→ **DATA EXTRACT**:

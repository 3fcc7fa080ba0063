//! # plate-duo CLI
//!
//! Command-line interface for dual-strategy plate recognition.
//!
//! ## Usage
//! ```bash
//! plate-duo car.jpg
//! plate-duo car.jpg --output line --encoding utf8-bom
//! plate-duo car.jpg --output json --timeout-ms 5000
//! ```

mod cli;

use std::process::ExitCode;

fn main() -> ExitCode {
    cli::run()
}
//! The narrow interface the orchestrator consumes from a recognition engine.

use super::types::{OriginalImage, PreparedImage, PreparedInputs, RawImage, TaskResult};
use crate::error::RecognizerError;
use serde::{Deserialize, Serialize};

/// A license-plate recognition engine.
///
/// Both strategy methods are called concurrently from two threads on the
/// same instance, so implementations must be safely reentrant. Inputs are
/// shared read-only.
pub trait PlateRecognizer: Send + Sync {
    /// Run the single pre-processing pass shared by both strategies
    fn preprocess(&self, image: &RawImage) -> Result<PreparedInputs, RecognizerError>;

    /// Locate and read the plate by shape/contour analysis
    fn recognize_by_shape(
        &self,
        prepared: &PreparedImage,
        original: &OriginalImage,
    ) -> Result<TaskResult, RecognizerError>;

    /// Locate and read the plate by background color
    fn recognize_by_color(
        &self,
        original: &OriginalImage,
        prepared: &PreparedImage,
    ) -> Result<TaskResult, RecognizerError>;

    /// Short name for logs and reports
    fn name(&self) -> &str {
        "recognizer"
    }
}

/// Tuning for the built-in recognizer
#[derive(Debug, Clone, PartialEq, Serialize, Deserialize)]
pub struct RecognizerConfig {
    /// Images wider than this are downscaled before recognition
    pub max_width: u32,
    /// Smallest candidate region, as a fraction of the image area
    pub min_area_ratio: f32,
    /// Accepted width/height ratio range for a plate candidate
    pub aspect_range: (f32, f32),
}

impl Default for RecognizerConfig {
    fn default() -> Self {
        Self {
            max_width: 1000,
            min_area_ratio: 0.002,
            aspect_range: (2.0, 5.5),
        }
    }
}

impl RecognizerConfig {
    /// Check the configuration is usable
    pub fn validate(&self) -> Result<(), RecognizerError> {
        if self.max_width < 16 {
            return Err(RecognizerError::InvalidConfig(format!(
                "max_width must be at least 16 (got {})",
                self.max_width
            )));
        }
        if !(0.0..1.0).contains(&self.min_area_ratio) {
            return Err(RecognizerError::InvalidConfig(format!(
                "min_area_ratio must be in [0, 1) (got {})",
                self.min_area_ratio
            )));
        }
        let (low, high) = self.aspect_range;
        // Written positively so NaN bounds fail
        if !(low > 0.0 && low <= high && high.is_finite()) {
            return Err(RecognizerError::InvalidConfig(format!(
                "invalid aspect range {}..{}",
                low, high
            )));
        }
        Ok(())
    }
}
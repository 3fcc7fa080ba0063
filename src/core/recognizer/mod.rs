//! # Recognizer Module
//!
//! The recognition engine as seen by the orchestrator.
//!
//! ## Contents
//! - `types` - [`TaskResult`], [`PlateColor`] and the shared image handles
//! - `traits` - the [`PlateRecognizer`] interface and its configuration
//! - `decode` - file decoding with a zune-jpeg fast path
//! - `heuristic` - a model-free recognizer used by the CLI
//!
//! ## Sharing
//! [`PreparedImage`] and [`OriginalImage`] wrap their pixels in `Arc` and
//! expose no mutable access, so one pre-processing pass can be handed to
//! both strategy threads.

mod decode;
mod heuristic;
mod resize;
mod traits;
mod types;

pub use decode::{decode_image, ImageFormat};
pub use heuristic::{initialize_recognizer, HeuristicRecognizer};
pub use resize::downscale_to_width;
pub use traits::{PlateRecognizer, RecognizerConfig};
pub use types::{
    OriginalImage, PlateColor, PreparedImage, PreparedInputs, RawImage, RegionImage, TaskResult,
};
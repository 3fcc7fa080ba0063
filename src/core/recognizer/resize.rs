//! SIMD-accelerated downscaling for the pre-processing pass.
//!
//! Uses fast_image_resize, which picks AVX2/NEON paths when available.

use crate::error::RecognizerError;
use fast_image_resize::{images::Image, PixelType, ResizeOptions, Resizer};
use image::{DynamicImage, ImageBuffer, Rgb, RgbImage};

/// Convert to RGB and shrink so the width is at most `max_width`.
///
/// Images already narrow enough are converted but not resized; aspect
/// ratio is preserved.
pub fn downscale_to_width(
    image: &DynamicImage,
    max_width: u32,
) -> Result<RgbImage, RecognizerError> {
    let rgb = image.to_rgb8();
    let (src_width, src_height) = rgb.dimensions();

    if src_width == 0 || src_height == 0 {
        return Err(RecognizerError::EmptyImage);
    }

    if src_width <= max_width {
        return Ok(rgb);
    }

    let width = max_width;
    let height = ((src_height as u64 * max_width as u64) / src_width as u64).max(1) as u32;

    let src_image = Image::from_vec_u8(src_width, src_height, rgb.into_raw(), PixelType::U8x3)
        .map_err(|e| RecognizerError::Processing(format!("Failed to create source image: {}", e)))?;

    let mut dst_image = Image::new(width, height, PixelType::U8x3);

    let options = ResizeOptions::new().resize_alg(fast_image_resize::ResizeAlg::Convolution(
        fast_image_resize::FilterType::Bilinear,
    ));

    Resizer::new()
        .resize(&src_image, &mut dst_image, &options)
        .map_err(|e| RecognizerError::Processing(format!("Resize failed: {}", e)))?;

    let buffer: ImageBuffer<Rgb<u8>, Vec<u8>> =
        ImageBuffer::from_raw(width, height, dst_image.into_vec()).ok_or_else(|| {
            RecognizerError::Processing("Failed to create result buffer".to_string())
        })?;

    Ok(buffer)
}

→ **TRY IT**: Take the lines above and print them exactly.

→ **EXERCISE RESPONSE**:
repository 3fcc7fa080ba0063
//! # plate-duo CLI
//!
//! Command-line interface for dual-strategy plate recognition.
//!
//! ## Usage
//! ```bash
//! plate-duo car.jpg
//! plate-duo car.jpg --output line --encoding utf8-bom
//! plate-duo car.jpg --output json --timeout-ms 5000
//! ```

mod cli;

use std::process::ExitCode;

fn main() -> ExitCode {
    cli::run()
}
//! The narrow interface the orchestrator consumes from a recognition engine.

use super::types::{OriginalImage, PreparedImage, PreparedInputs, RawImage, TaskResult};
use crate::error::RecognizerError;
use serde::{Deserialize, Serialize};

/// A license-plate recognition engine.
///
/// Both strategy methods are called concurrently from two threads on the
/// same instance, so implementations must be safely reentrant. Inputs are
/// shared read-only.
pub trait PlateRecognizer: Send + Sync {
    /// Run the single pre-processing pass shared by both strategies
    fn preprocess(&self, image: &RawImage) -> Result<PreparedInputs, RecognizerError>;

    /// Locate and read the plate by shape/contour analysis
    fn recognize_by_shape(
        &self,
        prepared: &PreparedImage,
        original: &OriginalImage,
    ) -> Result<TaskResult, RecognizerError>;

    /// Locate and read the plate by background color
    fn recognize_by_color(
        &self,
        original: &OriginalImage,
        prepared: &PreparedImage,
    ) -> Result<TaskResult, RecognizerError>;

    /// Short name for logs and reports
    fn name(&self) -> &str {
        "recognizer"
    }
}

/// Tuning for the built-in recognizer
#[derive(Debug, Clone, PartialEq, Serialize, Deserialize)]
pub struct RecognizerConfig {
    /// Images wider than this are downscaled before recognition
    pub max_width: u32,
    /// Smallest candidate region, as a fraction of the image area
    pub min_area_ratio: f32,
    /// Accepted width/height ratio range for a plate candidate
    pub aspect_range: (f32, f32),
}

impl Default for RecognizerConfig {
    fn default() -> Self {
        Self {
            max_width: 1000,
            min_area_ratio: 0.002,
            aspect_range: (2.0, 5.5),
        }
    }
}

impl RecognizerConfig {
    /// Check the configuration is usable
    pub fn validate(&self) -> Result<(), RecognizerError> {
        if self.max_width < 16 {
            return Err(RecognizerError::InvalidConfig(format!(
                "max_width must be at least 16 (got {})",
                self.max_width
            )));
        }
        if !(0.0..1.0).contains(&self.min_area_ratio) {
            return Err(RecognizerError::InvalidConfig(format!(
                "min_area_ratio must be in [0, 1) (got {})",
                self.min_area_ratio
            )));
        }
        let (low, high) = self.aspect_range;
        // Written positively so NaN bounds fail
        if !(low > 0.0 && low <= high && high.is_finite()) {
            return Err(RecognizerError::InvalidConfig(format!(
                "invalid aspect range {}..{}",
                low, high
            )));
        }
        Ok(())
    }
}
repository 3fcc7fa080ba0063
filename src/core/recognizer/mod.rs
//! # Recognizer Module
//!
//! The recognition engine as seen by the orchestrator.
//!
//! ## Contents
//! - `types` - [`TaskResult`], [`PlateColor`] and the shared image handles
//! - `traits` - the [`PlateRecognizer`] interface and its configuration
//! - `decode` - file decoding with a zune-jpeg fast path
//! - `heuristic` - a model-free recognizer used by the CLI
//!
//! ## Sharing
//! [`PreparedImage`] and [`OriginalImage`] wrap their pixels in `Arc` and
//! expose no mutable access, so one pre-processing pass can be handed to
//! both strategy threads.

mod decode;
mod heuristic;
mod resize;
mod traits;
mod types;

pub use decode::{decode_image, ImageFormat};
pub use heuristic::{initialize_recognizer, HeuristicRecognizer};
pub use resize::downscale_to_width;
pub use traits::{PlateRecognizer, RecognizerConfig};
pub use types::{
    OriginalImage, PlateColor, PreparedImage, PreparedInputs, RawImage, RegionImage, TaskResult,
};
repository 3fcc7fa080ba0063
filename src/core/recognizer/resize.rs
//! SIMD-accelerated downscaling for the pre-processing pass.
//!
//! Uses fast_image_resize, which picks AVX2/NEON paths when available.

use crate::error::RecognizerError;
use fast_image_resize::{images::Image, PixelType, ResizeOptions, Resizer};
use image::{DynamicImage, ImageBuffer, Rgb, RgbImage};

/// Convert to RGB and shrink so the width is at most `max_width`.
///
/// Images already narrow enough are converted but not resized; aspect
/// ratio is preserved.
pub fn downscale_to_width(
    image: &DynamicImage,
    max_width: u32,
) -> Result<RgbImage, RecognizerError> {
    let rgb = image.to_rgb8();
    let (src_width, src_height) = rgb.dimensions();

    if src_width == 0 || src_height == 0 {
        return Err(RecognizerError::EmptyImage);
    }

    if src_width <= max_width {
        return Ok(rgb);
    }

    let width = max_width;
    let height = ((src_height as u64 * max_width as u64) / src_width as u64).max(1) as u32;

    let src_image = Image::from_vec_u8(src_width, src_height, rgb.into_raw(), PixelType::U8x3)
        .map_err(|e| RecognizerError::Processing(format!("Failed to create source image: {}", e)))?;

    let mut dst_image = Image::new(width, height, PixelType::U8x3);

    let options = ResizeOptions::new().resize_alg(fast_image_resize::ResizeAlg::Convolution(
        fast_image_resize::FilterType::Bilinear,
    ));

    Resizer::new()
        .resize(&src_image, &mut dst_image, &options)
        .map_err(|e| RecognizerError::Processing(format!("Resize failed: {}", e)))?;

    let buffer: ImageBuffer<Rgb<u8>, Vec<u8>> =
        ImageBuffer::from_raw(width, height, dst_image.into_vec()).ok_or_else(|| {
            RecognizerError::Processing("Failed to create result buffer".to_string())
        })?;

    Ok(buffer)
}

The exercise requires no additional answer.